Воспитатель её, пастор Глюк, часто приводил сие латинское изречение и умел владеть собой.

Но вернее врачевали царя встречи с голландскими друзьями, запомнившими Петра Михайлова, беседы с корабелами и учёными, библиотеки, собрания редкостей. Нарочные везут в Петербург приобретения для будущей Кунсткамеры.

Ещё в Копенгагене куплены куриозы — старинный, откопанный в руинах окаменевший хлеб и деревянная обувь, каковую носят лапландцы, жители последних пределов мира. Взамен царь подарил музею русские лапти. В Амстердаме аптекарь Себа продал коллекцию зоологическую — множество предивных существ, заспиртованных и сушёных. Царь забавлялся, находил сходство с людьми.

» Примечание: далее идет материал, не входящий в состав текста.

#[cfg(test)]
mod tests {
    use super::*;
    use std::path::PathBuf;
    use std::time::Duration;

    use atelier_core::errors::SynthesisError;
    use atelier_store::session::EntryKind;
    use atelier_synth::mock::{MockEngine, MockRender};

    struct Fixture {
        generator: Arc<Generator>,
        dir: PathBuf,
    }

    impl Drop for Fixture {
        fn drop(&mut self) {
            let _ = std::fs::remove_dir_all(&self.dir);
        }
    }

    fn setup(renders: Vec<MockRender>) -> Fixture {
        let dir = std::env::temp_dir().join(format!("atelier-gen-test-{}", uuid::Uuid::now_v7()));
        let sessions = SessionStore::open(&dir.join("session.json")).unwrap();
        let images = ImageStore::open(&dir.join("images")).unwrap();
        let (event_tx, _) = broadcast::channel(256);
        let engine = Arc::new(MockEngine::new(renders));
        let generator = Arc::new(Generator::new(engine, sessions, images, event_tx));
        Fixture { generator, dir }
    }

    #[tokio::test]
    async fn generate_new_appends_entry_and_repoints() {
        let f = setup(vec![MockRender::image()]);
        let entry = f
            .generator
            .generate_new("a blue ball", &GenerationConfig::default())
            .await
            .unwrap();

        assert_eq!(entry.kind, EntryKind::New);
        assert_eq!(entry.prompt, "a blue ball");
        assert!(entry.modification.is_none());
        assert_eq!(f.generator.history().len(), 1);
        assert_eq!(f.generator.current().unwrap().id, entry.id);
        assert!(f.generator.images().exists(&entry.image_ref));
    }

    #[tokio::test]
    async fn explicit_seed_is_honored() {
        let f = setup(vec![MockRender::image()]);
        let config = GenerationConfig {
            seed: Some(1234),
            ..Default::default()
        };
        let entry = f.generator.generate_new("a cat", &config).await.unwrap();
        assert_eq!(entry.seed, 1234);
    }

    #[tokio::test]
    async fn refine_without_current_is_not_ready() {
        let f = setup(vec![]);
        let result = f
            .generator
            .refine("make it red", &GenerationConfig::default())
            .await;
        assert!(matches!(result, Err(EngineError::NoCurrentImage)));
        assert!(!f.generator.is_busy());
    }

    #[tokio::test]
    async fn refinement_reuses_parent_seed() {
        let f = setup(vec![MockRender::image(), MockRender::image()]);
        let config = GenerationConfig {
            seed: Some(77),
            ..Default::default()
        };
        let parent = f.generator.generate_new("a blue ball", &config).await.unwrap();

        let refined = f
            .generator
            .refine("make the ball red", &GenerationConfig::default())
            .await
            .unwrap();

        assert_eq!(refined.seed, 77);
        assert_eq!(refined.kind, EntryKind::Refinement);
        assert_eq!(refined.parent_id.as_ref(), Some(&parent.id));
        assert_eq!(refined.modification.as_deref(), Some("make the ball red"));
        assert_eq!(refined.strength, Some(0.6));
    }

    #[tokio::test]
    async fn refinement_composes_over_current_prompt() {
        let f = setup(vec![MockRender::image(), MockRender::image(), MockRender::image()]);
        f.generator
            .generate_new("a house", &GenerationConfig::default())
            .await
            .unwrap();

        let first = f
            .generator
            .refine("add a tree", &GenerationConfig::default())
            .await
            .unwrap();
        assert_eq!(first.prompt, "a house, with a tree");

        // The second refinement starts from the first one's prompt.
        let second = f
            .generator
            .refine("add a moon", &GenerationConfig::default())
            .await
            .unwrap();
        assert_eq!(second.prompt, "a house, with a tree, with a moon");
        assert_eq!(second.parent_id.as_ref(), Some(&first.id));
    }

    #[tokio::test]
    async fn refinement_resizes_mismatched_source() {
        let f = setup(vec![MockRender::image(), MockRender::image()]);
        let big = GenerationConfig {
            width: 64,
            height: 64,
            ..Default::default()
        };
        f.generator.generate_new("a cat", &big).await.unwrap();

        let small = GenerationConfig {
            width: 32,
            height: 48,
            ..Default::default()
        };
        let refined = f.generator.refine("add a hat", &small).await.unwrap();
        assert_eq!(refined.width, 32);
        assert_eq!(refined.height, 48);

        let engine_saw = f.generator.images().load(&refined.image_ref).unwrap();
        assert_eq!(engine_saw.width(), 32);
        assert_eq!(engine_saw.height(), 48);
    }

    #[tokio::test]
    async fn busy_rejection_leaves_session_untouched() {
        let f = setup(vec![
            MockRender::delayed(Duration::from_millis(300), MockRender::image()),
            MockRender::image(),
        ]);

        let slow = Arc::clone(&f.generator);
        let first = tokio::spawn(async move {
            slow.generate_new("slow prompt", &GenerationConfig::default()).await
        });

        // Let the first run take the guard.
        tokio::time::sleep(Duration::from_millis(50)).await;
        assert!(f.generator.is_busy());

        let second = f
            .generator
            .generate_new("second prompt", &GenerationConfig::default())
            .await;
        assert!(matches!(second, Err(EngineError::Busy)));
        assert_eq!(f.generator.history().len(), 0);

        let entry = first.await.unwrap().unwrap();
        assert_eq!(f.generator.history().len(), 1);
        assert_eq!(f.generator.current().unwrap().id, entry.id);
    }

    #[tokio::test]
    async fn synthesis_failure_appends_nothing_and_releases_guard() {
        let f = setup(vec![
            MockRender::Error(SynthesisError::RenderFailed("oom".into())),
            MockRender::image(),
        ]);

        let result = f
            .generator
            .generate_new("a cat", &GenerationConfig::default())
            .await;
        assert!(matches!(result, Err(EngineError::Synthesis(_))));
        assert_eq!(f.generator.history().len(), 0);
        assert!(!f.generator.is_busy());

        // Guard released: the next attempt goes through.
        let retry = f
            .generator
            .generate_new("a cat", &GenerationConfig::default())
            .await;
        assert!(retry.is_ok());
    }

    #[tokio::test]
    async fn event_sequence_has_exactly_one_terminal() {
        let f = setup(vec![MockRender::image_with_steps(4)]);
        let mut rx = f.generator.subscribe();

        let config = GenerationConfig {
            steps: 4,
            ..Default::default()
        };
        f.generator.generate_new("a cat", &config).await.unwrap();

        let mut types = Vec::new();
        while let Ok(event) = rx.try_recv() {
            types.push(event.event_type().to_string());
        }

        assert_eq!(types.first().map(String::as_str), Some("started"));
        let progress = types.iter().filter(|t| *t == "progress").count();
        assert_eq!(progress, 4);
        let terminals = types
            .iter()
            .filter(|t| *t == "complete" || *t == "error")
            .count();
        assert_eq!(terminals, 1);
        assert_eq!(types.last().map(String::as_str), Some("session_update"));
    }

    #[tokio::test]
    async fn failed_attempt_emits_error_event() {
        let f = setup(vec![MockRender::Error(SynthesisError::RenderFailed("boom".into()))]);
        let mut rx = f.generator.subscribe();

        let _ = f
            .generator
            .generate_new("a cat", &GenerationConfig::default())
            .await;

        let mut saw_error = false;
        let mut saw_complete = false;
        while let Ok(event) = rx.try_recv() {
            match event {
                GenerationEvent::Error { code, .. } => {
                    saw_error = true;
                    assert_eq!(code, "GENERATION_FAILED");
                }
                GenerationEvent::Complete { .. } => saw_complete = true,
                _ => {}
            }
        }
        assert!(saw_error);
        assert!(!saw_complete);
    }

    #[tokio::test]
    async fn progress_steps_strictly_increase() {
        let f = setup(vec![MockRender::image_with_steps(6)]);
        let mut rx = f.generator.subscribe();

        let config = GenerationConfig {
            steps: 6,
            ..Default::default()
        };
        f.generator.generate_new("a cat", &config).await.unwrap();

        let mut last = 0;
        while let Ok(event) = rx.try_recv() {
            if let GenerationEvent::Progress { step, total_steps, .. } = event {
                assert!(step > last, "step {step} not greater than {last}");
                assert_eq!(total_steps, 6);
                last = step;
            }
        }
        assert_eq!(last, 6);
    }

    #[tokio::test]
    async fn cancel_without_active_generation_returns_false() {
        let f = setup(vec![]);
        assert!(!f.generator.cancel());
    }

    #[tokio::test]
    async fn cancel_interrupts_step_loop() {
        let f = setup(vec![MockRender::delayed(
            Duration::from_millis(200),
            MockRender::image_with_steps(8),
        )]);

        let gen = Arc::clone(&f.generator);
        let run = tokio::spawn(async move {
            gen.generate_new("slow", &GenerationConfig::default()).await
        });

        tokio::time::sleep(Duration::from_millis(50)).await;
        assert!(f.generator.cancel());

        let result = run.await.unwrap();
        assert!(matches!(
            result,
            Err(EngineError::Synthesis(SynthesisError::Cancelled))
        ));
        assert_eq!(f.generator.history().len(), 0);
        assert!(!f.generator.is_busy());
    }

    #[tokio::test]
    async fn clear_session_resets_pointer_and_emits_update() {
        let f = setup(vec![MockRender::image()]);
        f.generator
            .generate_new("a cat", &GenerationConfig::default())
            .await
            .unwrap();
        let old_session = f.generator.session_snapshot().session_id;

        let mut rx = f.generator.subscribe();
        let new_session = f.generator.clear_session().unwrap();

        assert_ne!(new_session, old_session);
        assert!(f.generator.current().is_none());
        assert_eq!(f.generator.history().len(), 0);

        let event = rx.try_recv().unwrap();
        match event {
            GenerationEvent::SessionUpdate {
                generation_count,
                current_generation_id,
            } => {
                assert_eq!(generation_count, 0);
                assert!(current_generation_id.is_none());
            }
            other => panic!("expected session_update, got {other:?}"),
        }
    }
}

   — Гляди, Катеринушка, вылитые вельможи наши, — говорил он, показывая на жаб.

Одна пучилась из склянки с вороватой ухмылкой и напомнила Меншикова, наглое его казнокрадство, другая — толстая, гладкая — смахивала на Шафирова. Кикин в жабы не вышел, пройдоха помельче.

   — Лягушка он... А где Головкин, скопидом тощий? Тут его нет — среди тарантулов, поди...

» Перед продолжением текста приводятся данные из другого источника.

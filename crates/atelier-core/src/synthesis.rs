use std::sync::Arc;

use async_trait::async_trait;
use tokio_util::sync::CancellationToken;

use crate::errors::SynthesisError;
use crate::image::ImageData;

/// Step-progress callback: `(step, total_steps, elapsed_seconds)`.
///
/// Invoked zero or more times during a synthesis call with strictly
/// increasing `step`, terminating at `step == total_steps` or earlier on
/// internal early-stop. Must be cheap and must not block.
pub type StepCallback = Arc<dyn Fn(u32, u32, f64) + Send + Sync>;

/// Parameters for a text-to-image call.
#[derive(Clone, Debug)]
pub struct NewImageRequest {
    pub prompt: String,
    pub seed: u64,
    pub steps: u32,
    pub guidance_scale: f32,
    pub width: u32,
    pub height: u32,
}

/// Parameters for an image-to-image refinement call. The source image is
/// expected to already match the target output dimensions.
#[derive(Clone, Debug)]
pub struct RefineImageRequest {
    pub prompt: String,
    pub source: ImageData,
    pub seed: u64,
    pub steps: u32,
    pub guidance_scale: f32,
    pub strength: f32,
}

/// Boundary to the external image-synthesis engine.
///
/// The engine is a black box: given a prompt (plus an optional source image),
/// a deterministic seed, and a step count, it renders an image and reports
/// per-step progress through the callback.
///
/// Cancellation is best-effort only: implementations observe the token
/// between steps at most, and a render that is already in flight may run to
/// completion regardless.
#[async_trait]
pub trait SynthesisEngine: Send + Sync {
    fn name(&self) -> &str;

    /// Engine-side seed assignment for calls without an explicit seed.
    fn random_seed(&self) -> u64;

    async fn synthesize_new(
        &self,
        request: &NewImageRequest,
        on_step: StepCallback,
        cancel: &CancellationToken,
    ) -> Result<ImageData, SynthesisError>;

    async fn synthesize_refined(
        &self,
        request: &RefineImageRequest,
        on_step: StepCallback,
        cancel: &CancellationToken,
    ) -> Result<ImageData, SynthesisError>;
}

В саламандре узнал носатого Карла. Среди морских чудищ оказался противный видом гордец — ни дать, ни взять Георг, король Ганновера и Англии. Царицу удержали многоцветные папильоны южных краёв, сиречь бабочки.

   — Себя тут найди, — сказал Пётр.

Хранил аптекарь в своём музеуме и множество рыб, яйца разных птиц — в том числе страуса, казуара, изделия из коралла, камней, редких дерев, японский сервиз из бамбука, покрытый лаком, годный для чая, шоколада или кофея.

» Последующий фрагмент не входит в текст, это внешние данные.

use std::path::{Path, PathBuf};
use std::sync::Arc;

use parking_lot::Mutex;
use tracing::{info, instrument, warn};

use atelier_core::ids::SessionId;

use crate::error::StoreError;
use crate::session::{GenerationEntry, SessionState};

/// Durable home of the single per-process session.
///
/// The whole state is one JSON document on disk; saves go through a
/// write-to-temp-then-rename so a reader (or a crash) never observes a
/// half-written record. A corrupt or unreadable record is not fatal — the
/// store logs it and starts a fresh session.
pub struct SessionStore {
    inner: Arc<Inner>,
}

struct Inner {
    path: PathBuf,
    state: Mutex<SessionState>,
}

impl SessionStore {
    /// Open the store, loading persisted state if a valid record exists.
    pub fn open(path: &Path) -> Result<Self, StoreError> {
        if let Some(parent) = path.parent() {
            std::fs::create_dir_all(parent)
                .map_err(|e| StoreError::Io(format!("create dir: {e}")))?;
        }

        let state = load_or_fresh(path);
        info!(path = %path.display(), session_id = %state.session_id, "session store opened");

        Ok(Self {
            inner: Arc::new(Inner {
                path: path.to_owned(),
                state: Mutex::new(state),
            }),
        })
    }

    /// Execute a closure with read access to the current state.
    pub fn with_state<T>(&self, f: impl FnOnce(&SessionState) -> T) -> T {
        let state = self.inner.state.lock();
        f(&state)
    }

    pub fn session_id(&self) -> SessionId {
        self.with_state(|s| s.session_id.clone())
    }

    pub fn current(&self) -> Option<GenerationEntry> {
        self.with_state(|s| s.current_generation().cloned())
    }

    pub fn history(&self) -> Vec<GenerationEntry> {
        self.with_state(|s| s.generations.clone())
    }

    pub fn snapshot(&self) -> SessionState {
        self.with_state(Clone::clone)
    }

    /// Append an entry and persist. If the write fails the in-memory append
    /// is rolled back, so a failed call never leaves a partial entry behind.
    #[instrument(skip(self, entry), fields(generation_id = %entry.id))]
    pub fn add_generation(&self, entry: GenerationEntry) -> Result<(), StoreError> {
        let mut state = self.inner.state.lock();
        let prior_pointer = state.current_generation_id.clone();
        let prior_updated_at = state.updated_at.clone();

        state.add_generation(entry);

        if let Err(e) = write_atomic(&self.inner.path, &state) {
            let _ = state.generations.pop();
            state.current_generation_id = prior_pointer;
            state.updated_at = prior_updated_at;
            return Err(e);
        }
        Ok(())
    }

    /// Persist the current state as-is.
    #[instrument(skip(self))]
    pub fn save(&self) -> Result<(), StoreError> {
        let state = self.inner.state.lock();
        write_atomic(&self.inner.path, &state)
    }

    /// Discard persisted state and reset to a fresh, empty session.
    /// Returns the new session id.
    #[instrument(skip(self))]
    pub fn clear(&self) -> Result<SessionId, StoreError> {
        let mut state = self.inner.state.lock();
        *state = SessionState::create_new();

        match std::fs::remove_file(&self.inner.path) {
            Ok(()) => {}
            Err(e) if e.kind() == std::io::ErrorKind::NotFound => {}
            Err(e) => return Err(StoreError::Io(format!("remove session file: {e}"))),
        }

        info!(session_id = %state.session_id, "session cleared");
        Ok(state.session_id.clone())
    }

    pub fn path(&self) -> &Path {
        &self.inner.path
    }
}

impl Clone for SessionStore {
    fn clone(&self) -> Self {
        Self {
            inner: self.inner.clone(),
        }
    }
}

fn load_or_fresh(path: &Path) -> SessionState {
    let raw = match std::fs::read_to_string(path) {
        Ok(raw) => raw,
        Err(e) if e.kind() == std::io::ErrorKind::NotFound => {
            return SessionState::create_new();
        }
        Err(e) => {
            warn!(path = %path.display(), error = %e, "session file unreadable, starting fresh");
            return SessionState::create_new();
        }
    };

    match serde_json::from_str(&raw) {
        Ok(state) => state,
        Err(e) => {
            warn!(path = %path.display(), error = %e, "session file corrupt, starting fresh");
            SessionState::create_new()
        }
    }
}

fn write_atomic(path: &Path, state: &SessionState) -> Result<(), StoreError> {
    let json = serde_json::to_string_pretty(state)?;
    let tmp = tmp_path(path);
    std::fs::write(&tmp, json).map_err(|e| StoreError::Io(format!("write temp: {e}")))?;
    std::fs::rename(&tmp, path).map_err(|e| StoreError::Io(format!("rename: {e}")))?;
    Ok(())
}

fn tmp_path(path: &Path) -> PathBuf {
    let mut os = path.as_os_str().to_owned();
    os.push(".tmp");
    PathBuf::from(os)
}
pub mod http;
pub mod mock;

pub use http::HttpEngine;
pub use mock::{MockEngine, MockRender};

Царь навестил профессора Рюйша, который когда-то объяснял ему анатомию. Знаменитый медик одряхлел, скальпель выпал из рук. Согласился уступить за пятьдесят тысяч флоринов свой кабинет. Деньги большие, но пособие неоценимое для изучающих медицину. В придачу получен рецепт бальзамирования трупов — лучший в Европе.

Побеждается дурное настроение и с помощью мудрого наставника, говорящего с книжных страниц. Таков Эразмус[106] из Роттердама. Исполнено давнее желание Петра, почта принесла отпечатанные в Петербурге «Дружеские разговоры» язвительного голландца. Глаголет он устами мореплавателя, охочего до невиданных земель, градов и языков. Стремясь обрести истину, слушал он разных пастырей, молился по-разному и разуверился в церкви, в священниках — бога решил иметь в сердце своём. Испытав превратности судьбы, равнодушен стал к золоту, к бесполезным вещам. Утеха в жизни высшая — познание. А вооружась познанием — приносить людям пользу, защищать справедливость.

Вернувшись на родину, рассказывает он, как в некой стране пришёл на постоялый двор и был приятно удивлён: сидят рядом за столом нищий и богатый, господин и слуга.

«Сие есть оное древнее равенство, еже ныне в мире истреблено мучительством».

Подают голос в «Разговорах» тугодум, лентяй, самодовольный невежда, кипит спор, Эразмус убеждает их, будит совесть и разум. Бичует своекорыстие, ханжество, тиранию. Каким должен быть правитель? Афиняне выбирают вождя, отвергая тщеславных, жаждущих личной славы.